Although he was one of the most influential and widely-read journalists in America during the 1930s and 1940s, syndicated columnist Walter Lippmann (1889-1974) refrained from writing about the persecution of Europe’s Jews.
Born to a wealthy, assimilated German Jewish family in New York City, Lippmann believed that Jews should hide their Jewish identity, an attitude that may have been reinforced by the discrimination he suffered as a student at Harvard and later in elitist New York society. Writing in The American Hebrew in 1922, Lippmann argued that “rich and vulgar and pretentious Jews” who “rush about in super-automobiles, bejeweled and furred and painted and overbarbared” were “the real fountain of antisemitism.”

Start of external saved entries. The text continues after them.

//! Command handlers for the autosave CLI.

pub mod config;
pub mod run;
pub mod snapshot;

pub use config::*;
pub use run::*;
pub use snapshot::*;
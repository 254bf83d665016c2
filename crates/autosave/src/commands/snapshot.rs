//! Archive maintenance command handlers.
//!
//! Handles listing, restoring, pruning and diffing snapshots.

use anyhow::{bail, Context};
use autosave_core::Config;
use autosave_snapshot::SnapshotStore;
use std::path::{Path, PathBuf};

async fn open_store(config: &Config) -> anyhow::Result<SnapshotStore> {
    let archive_dir = config.archive_dir()?;
    SnapshotStore::new(archive_dir.clone())
        .await
        .with_context(|| format!("Cannot use archive at {}", archive_dir.display()))
}

/// Print the snapshots of one file, newest first.
pub async fn list_snapshots(config: &Config, app: &str, file: &str) -> anyhow::Result<()> {
    let store = open_store(config).await?;
    let snapshots = store.list_snapshots(app, file).await?;

    if snapshots.is_empty() {
        println!("No snapshots of {file} for {app}.");
        return Ok(());
    }

    println!("{:<48} {:<20}", "SNAPSHOT", "CAPTURED");
    println!("{}", "-".repeat(68));
    for snapshot in snapshots {
        println!(
            "{:<48} {:<20}",
            snapshot.archive_name(),
            snapshot.captured_at.format("%Y-%m-%d %H:%M:%S")
        );
    }
    Ok(())
}

/// Restore a snapshot to `to`, or to its original name in the current directory.
pub async fn restore_snapshot(
    config: &Config,
    app: &str,
    snapshot: &str,
    to: Option<PathBuf>,
) -> anyhow::Result<()> {
    let store = open_store(config).await?;
    let found = store.find(app, snapshot).await?;

    let destination = match to {
        Some(path) => path,
        None => std::env::current_dir()?.join(&found.file_name),
    };
    store.restore(&found, &destination).await?;

    println!("Restored {} to {}", snapshot, destination.display());
    Ok(())
}

/// Delete all but the newest snapshots of one file.
pub async fn prune_snapshots(
    config: &Config,
    app: &str,
    file: &str,
    keep: Option<usize>,
) -> anyhow::Result<()> {
    let keep = keep.unwrap_or_else(|| config.retention());
    if keep == 0 {
        bail!("--keep must be at least 1");
    }

    let store = open_store(config).await?;
    let removed = store.prune(app, file, keep).await?;
    println!("Removed {removed} snapshot(s) of {file}, kept at most {keep}.");
    Ok(())
}

/// Print a unified diff from a snapshot to the current file.
pub async fn diff_snapshot(
    config: &Config,
    app: &str,
    snapshot: &str,
    file: &Path,
) -> anyhow::Result<()> {
    let store = open_store(config).await?;
    let found = store.find(app, snapshot).await?;
    let diff = store.diff(&found, file).await?;

    if diff.is_empty() {
        println!("No changes since {snapshot}.");
    } else {
        print!("{diff}");
    }
    Ok(())
}

/// Print the applications that have an archive namespace.
pub async fn list_applications(config: &Config) -> anyhow::Result<()> {
    let store = open_store(config).await?;
    let apps = store.applications().await?;

    if apps.is_empty() {
        println!("No archived applications.");
    } else {
        for app in apps {
            println!("{app}");
        }
    }
    Ok(())
}
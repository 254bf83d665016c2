//! Configuration display.

use autosave_core::Config;
use std::path::PathBuf;

/// Print where the configuration came from and its effective values.
pub fn show_config(config: &Config, sources: &[PathBuf]) -> anyhow::Result<()> {
    println!("Configuration sources:");
    if sources.is_empty() {
        println!("  (none)");
    } else {
        for source in sources {
            println!("  {}", source.display());
        }
    }
    println!();

    println!("Archive: {}", config.archive_dir()?.display());
    println!("Retention: {}", config.retention());
    println!("Poll interval: {}s", config.poll_interval().as_secs());
    println!();

    println!("Current configuration:");
    println!("{}", serde_json::to_string_pretty(config)?);

    Ok(())
}
//! Snapshot archive for autosave.
//!
//! Every successful forced save is archived as a timestamped copy:
//! - Copies are namespaced per monitored application
//! - Names embed the capture time with second resolution
//! - Only the newest N copies per (application, file) are retained
//! - Restoring never touches the archived copy
//!
//! # Example
//!
//! ```no_run
//! use autosave_snapshot::SnapshotStore;
//! use std::path::{Path, PathBuf};
//!
//! # async fn example() -> Result<(), Box<dyn std::error::Error>> {
//! let store = SnapshotStore::new(PathBuf::from("/var/lib/autosave/archive")).await?;
//!
//! let snapshot = store.capture(Path::new("/docs/a.txt"), "Editor").await?;
//! store.prune("Editor", "a.txt", 5).await?;
//!
//! // ... later ...
//! store.restore(&snapshot, Path::new("/docs/a.txt")).await?;
//! # Ok(())
//! # }
//! ```

mod error;
mod snapshot;
mod store;

pub use error::{SnapshotError, SnapshotResult};
pub use snapshot::{parse_archive_name, snapshot_file_name, Snapshot, TIMESTAMP_FORMAT};
pub use store::{SnapshotStore, DEFAULT_RETENTION};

In a column about a May 1933 address by Adolf Hitler, Lippmann praised the Nazi leader as “statesmanlike” and “an authentic voice of a genuinely civilized people.” He also seemed to be justifying the persecution of the Jews, arguing that the Jews were serving as “a kind of lightning rod which protects Europe” because oppression of German Jewry was “satisfying the lust of the Nazis who feel they must conquer somebody.”
The closest Lippmann came to addressing the plight of the Jews was in two 1938 columns about what he called Europe’s “over-population” crisis. Although never using the word “Jews.” evidently he was referring to them when he asserted that the root of the problem was that there were “too many shop keepers, professional men, artists and intellectuals.”
Lippmann was one of a group of American journalists who met with Polish Underground courier Jan Karski in 1943, and heard his eyewitness account of Nazi atrocities against Jews. While others who took part in the meeting wrote about Karski’s report, Lippmann did not.